(Stored items)
::::::
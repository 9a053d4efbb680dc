//! Terminal storefront for the sweet shop API.
//!
//! Loads the catalog on start, lets the user purchase a sweet by id and
//! re-fetches the list after every successful purchase.

use std::sync::Arc;

use sweets_core::{Storefront, SweetsClient};
use tokio::sync::mpsc;
use tracing_subscriber::EnvFilter;

use storefront::app::App;
use storefront::config::StorefrontConfig;
use storefront::runtime;
use storefront::transport::UreqTransport;

fn main() -> anyhow::Result<()> {
    // stdout is the page; logs go to stderr
    tracing_subscriber::fmt()
        .with_env_filter(EnvFilter::try_from_default_env().unwrap_or_else(|_| EnvFilter::new("warn")))
        .with_writer(std::io::stderr)
        .init();

    let config = StorefrontConfig::from_env()?;
    tracing::info!(base_url = %config.api_base_url, login = config.login.is_some(), "starting storefront");

    let client = SweetsClient::new(&config.api_base_url, config.initial_credential());
    let app = App::new(Storefront::new(client), config.login_request(), config.currency.clone());

    let (tx, rx) = mpsc::unbounded_channel();
    runtime::spawn_stdin_reader(tx.clone());

    let rt = tokio::runtime::Builder::new_current_thread().enable_all().build()?;
    let result = rt.block_on(runtime::run(
        app,
        Arc::new(UreqTransport::new()),
        tx,
        rx,
        std::io::stdout(),
    ));
    // don't wait on requests that are still in flight
    rt.shutdown_background();
    result?;
    Ok(())
}
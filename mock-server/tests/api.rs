use axum::http::{self, Request, StatusCode};
use http_body_util::BodyExt;
use mock_server::{app, router, Shop, Sweet, Token, DEFAULT_TOKEN};
use tower::ServiceExt;

async fn body_json<T: serde::de::DeserializeOwned>(response: axum::response::Response) -> T {
    let bytes = response.into_body().collect().await.unwrap().to_bytes();
    serde_json::from_slice(&bytes).unwrap()
}

async fn detail(response: axum::response::Response) -> String {
    let bytes: bytes::Bytes = response.into_body().collect().await.unwrap().to_bytes();
    let value: serde_json::Value = serde_json::from_slice(&bytes).unwrap();
    value["detail"].as_str().unwrap().to_string()
}

fn authed(method: &str, uri: &str) -> Request<String> {
    Request::builder()
        .method(method)
        .uri(uri)
        .header(http::header::AUTHORIZATION, format!("Bearer {DEFAULT_TOKEN}"))
        .body(String::new())
        .unwrap()
}

fn login_request(body: &str) -> Request<String> {
    Request::builder()
        .method("POST")
        .uri("/api/auth/login")
        .header(http::header::CONTENT_TYPE, "application/json")
        .body(body.to_string())
        .unwrap()
}

// --- list ---

#[tokio::test]
async fn list_sweets_returns_catalog_in_id_order() {
    let resp = app().oneshot(authed("GET", "/api/sweets")).await.unwrap();

    assert_eq!(resp.status(), StatusCode::OK);
    let sweets: Vec<Sweet> = body_json(resp).await;
    assert_eq!(sweets.len(), 3);
    assert!(sweets.windows(2).all(|w| w[0].id < w[1].id));
}

#[tokio::test]
async fn list_sweets_without_token_is_401() {
    let resp = app()
        .oneshot(Request::builder().uri("/api/sweets").body(String::new()).unwrap())
        .await
        .unwrap();

    assert_eq!(resp.status(), StatusCode::UNAUTHORIZED);
    assert_eq!(detail(resp).await, "Invalid token");
}

#[tokio::test]
async fn list_sweets_with_wrong_token_is_401() {
    let resp = app()
        .oneshot(
            Request::builder()
                .uri("/api/sweets")
                .header(http::header::AUTHORIZATION, "Bearer nope")
                .body(String::new())
                .unwrap(),
        )
        .await
        .unwrap();

    assert_eq!(resp.status(), StatusCode::UNAUTHORIZED);
}

// --- purchase ---

#[tokio::test]
async fn purchase_decrements_quantity() {
    let resp = app().oneshot(authed("POST", "/api/sweets/1/purchase")).await.unwrap();

    assert_eq!(resp.status(), StatusCode::OK);
    let sweet: Sweet = body_json(resp).await;
    assert_eq!(sweet.id, 1);
    assert_eq!(sweet.quantity, 9);
}

#[tokio::test]
async fn purchase_sold_out_is_400() {
    let resp = app().oneshot(authed("POST", "/api/sweets/2/purchase")).await.unwrap();

    assert_eq!(resp.status(), StatusCode::BAD_REQUEST);
    assert_eq!(detail(resp).await, "Out of stock");
}

#[tokio::test]
async fn purchase_unknown_is_404() {
    let resp = app().oneshot(authed("POST", "/api/sweets/999/purchase")).await.unwrap();

    assert_eq!(resp.status(), StatusCode::NOT_FOUND);
    assert_eq!(detail(resp).await, "Not found");
}

#[tokio::test]
async fn purchase_bad_id_returns_400() {
    let resp = app().oneshot(authed("POST", "/api/sweets/not-a-number/purchase")).await.unwrap();

    assert_eq!(resp.status(), StatusCode::BAD_REQUEST);
}

// --- login ---

#[tokio::test]
async fn login_returns_bearer_token() {
    let resp = app()
        .oneshot(login_request(r#"{"username":"demo","password":"demo"}"#))
        .await
        .unwrap();

    assert_eq!(resp.status(), StatusCode::OK);
    let token: Token = body_json(resp).await;
    assert_eq!(token.access_token, DEFAULT_TOKEN);
    assert_eq!(token.token_type, "bearer");
}

#[tokio::test]
async fn login_with_wrong_password_is_401() {
    let resp = app()
        .oneshot(login_request(r#"{"username":"demo","password":"wrong"}"#))
        .await
        .unwrap();

    assert_eq!(resp.status(), StatusCode::UNAUTHORIZED);
    assert_eq!(detail(resp).await, "Invalid username or password");
}

// --- purchase until sold out ---

#[tokio::test]
async fn purchase_until_sold_out() {
    use tower::Service;

    let mut app = router(Shop::new(DEFAULT_TOKEN).with_sweet(7, "Jalebi", "Indian", 1.25, 2)).into_service();

    for expected in [1, 0] {
        let resp = ServiceExt::ready(&mut app)
            .await
            .unwrap()
            .call(authed("POST", "/api/sweets/7/purchase"))
            .await
            .unwrap();
        assert_eq!(resp.status(), StatusCode::OK);
        let sweet: Sweet = body_json(resp).await;
        assert_eq!(sweet.quantity, expected);
    }

    // third purchase — sold out
    let resp = ServiceExt::ready(&mut app)
        .await
        .unwrap()
        .call(authed("POST", "/api/sweets/7/purchase"))
        .await
        .unwrap();
    assert_eq!(resp.status(), StatusCode::BAD_REQUEST);

    // list reflects the server-side decrement
    let resp = ServiceExt::ready(&mut app)
        .await
        .unwrap()
        .call(authed("GET", "/api/sweets"))
        .await
        .unwrap();
    let sweets: Vec<Sweet> = body_json(resp).await;
    assert_eq!(sweets[0].quantity, 0);
}
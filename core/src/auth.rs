//! Bearer credential attached to every sweets request.
//!
//! The token is injected by the host (configuration or a login round trip)
//! and can be rotated at any time. If the token is a JWT, its `exp` claim is
//! read so the host can refresh before the server starts rejecting it; the
//! signature is not checked here.

use std::time::{Duration, SystemTime, UNIX_EPOCH};

use base64::engine::general_purpose::URL_SAFE_NO_PAD;
use base64::Engine as _;
use secrecy::{ExposeSecret, SecretString};
use serde::Deserialize;

#[derive(Debug, Clone)]
pub struct Credential {
    token: SecretString,
    expires_at: Option<SystemTime>,
}

#[derive(Deserialize)]
struct Claims {
    exp: Option<u64>,
}

impl Credential {
    /// Wrap a bearer token. The expiry comes from the JWT `exp` claim when
    /// the token has one.
    pub fn bearer(token: impl Into<String>) -> Self {
        let token: String = token.into();
        let expires_at = jwt_expiry(&token);
        Self {
            token: SecretString::from(token),
            expires_at,
        }
    }

    /// Override the expiry, e.g. when the issuer reports it out of band.
    pub fn with_expiry(mut self, expires_at: Option<SystemTime>) -> Self {
        self.expires_at = expires_at;
        self
    }

    pub fn expires_at(&self) -> Option<SystemTime> {
        self.expires_at
    }

    /// Tokens without a known expiry never count as expired.
    pub fn is_expired_at(&self, now: SystemTime) -> bool {
        self.expires_at.is_some_and(|exp| now >= exp)
    }

    pub(crate) fn authorization_header(&self) -> (String, String) {
        (
            "authorization".to_string(),
            format!("Bearer {}", self.token.expose_secret()),
        )
    }
}

fn jwt_expiry(token: &str) -> Option<SystemTime> {
    let mut parts = token.split('.');
    let (_header, payload, _sig) = (parts.next()?, parts.next()?, parts.next()?);
    if parts.next().is_some() {
        return None;
    }
    let raw = URL_SAFE_NO_PAD.decode(payload.trim_end_matches('=')).ok()?;
    let claims: Claims = serde_json::from_slice(&raw).ok()?;
    // an exp past what SystemTime can hold counts as no known expiry
    UNIX_EPOCH.checked_add(Duration::from_secs(claims.exp?))
}
//! Event loop driving `App` on a current-thread tokio runtime.
//!
//! Requests run on the blocking pool so the loop keeps reading input and
//! redrawing while they are outstanding. Every completion re-enters the loop
//! as an `Event` on the same channel as user input, so `App` state is only
//! ever touched from this task.

use std::io::{self, BufRead, Write};
use std::sync::Arc;

use tokio::sync::mpsc::{UnboundedReceiver, UnboundedSender};

use crate::app::{App, Effect, Event};
use crate::transport::Transport;

pub async fn run<T, W>(
    mut app: App,
    transport: Arc<T>,
    tx: UnboundedSender<Event>,
    mut rx: UnboundedReceiver<Event>,
    mut out: W,
) -> io::Result<App>
where
    T: Transport,
    W: Write,
{
    let effects = app.start();
    dispatch(effects, &transport, &tx);
    draw(&app, &mut out)?;

    while let Some(event) = rx.recv().await {
        let effects = app.handle(event);
        if !app.is_running() {
            break;
        }
        dispatch(effects, &transport, &tx);
        draw(&app, &mut out)?;
    }
    Ok(app)
}

fn dispatch<T: Transport>(effects: Vec<Effect>, transport: &Arc<T>, tx: &UnboundedSender<Event>) {
    for effect in effects {
        let transport = Arc::clone(transport);
        let tx = tx.clone();
        tokio::task::spawn_blocking(move || {
            let outcome = transport.execute(effect.request());
            // receiver gone means we are shutting down
            let _ = tx.send(effect.complete(outcome));
        });
    }
}

fn draw<W: Write>(app: &App, out: &mut W) -> io::Result<()> {
    write!(out, "\n{}", app.render())?;
    out.flush()
}

/// Forward stdin lines as input events. End of input sends `InputClosed`.
pub fn spawn_stdin_reader(tx: UnboundedSender<Event>) {
    std::thread::spawn(move || {
        for line in io::stdin().lock().lines() {
            let Ok(line) = line else { break };
            if tx.send(Event::Input(line)).is_err() {
                return;
            }
        }
        let _ = tx.send(Event::InputClosed);
    });
}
::::::
### Required work
Repeat, exactly as they stand above, the lines from the line with "fn main() ->" to the line with "runtime::spawn_stdin_reader(tx.clone());", both lines included.

### Solution
fn main() -> anyhow::Result<()> {
    // stdout is the page; logs go to stderr
    tracing_subscriber::fmt()
        .with_env_filter(EnvFilter::try_from_default_env().unwrap_or_else(|_| EnvFilter::new("warn")))
        .with_writer(std::io::stderr)
        .init();

    let config = StorefrontConfig::from_env()?;
    tracing::info!(base_url = %config.api_base_url, login = config.login.is_some(), "starting storefront");

    let client = SweetsClient::new(&config.api_base_url, config.initial_credential());
    let app = App::new(Storefront::new(client), config.login_request(), config.currency.clone());

    let (tx, rx) = mpsc::unbounded_channel();
    runtime::spawn_stdin_reader(tx.clone());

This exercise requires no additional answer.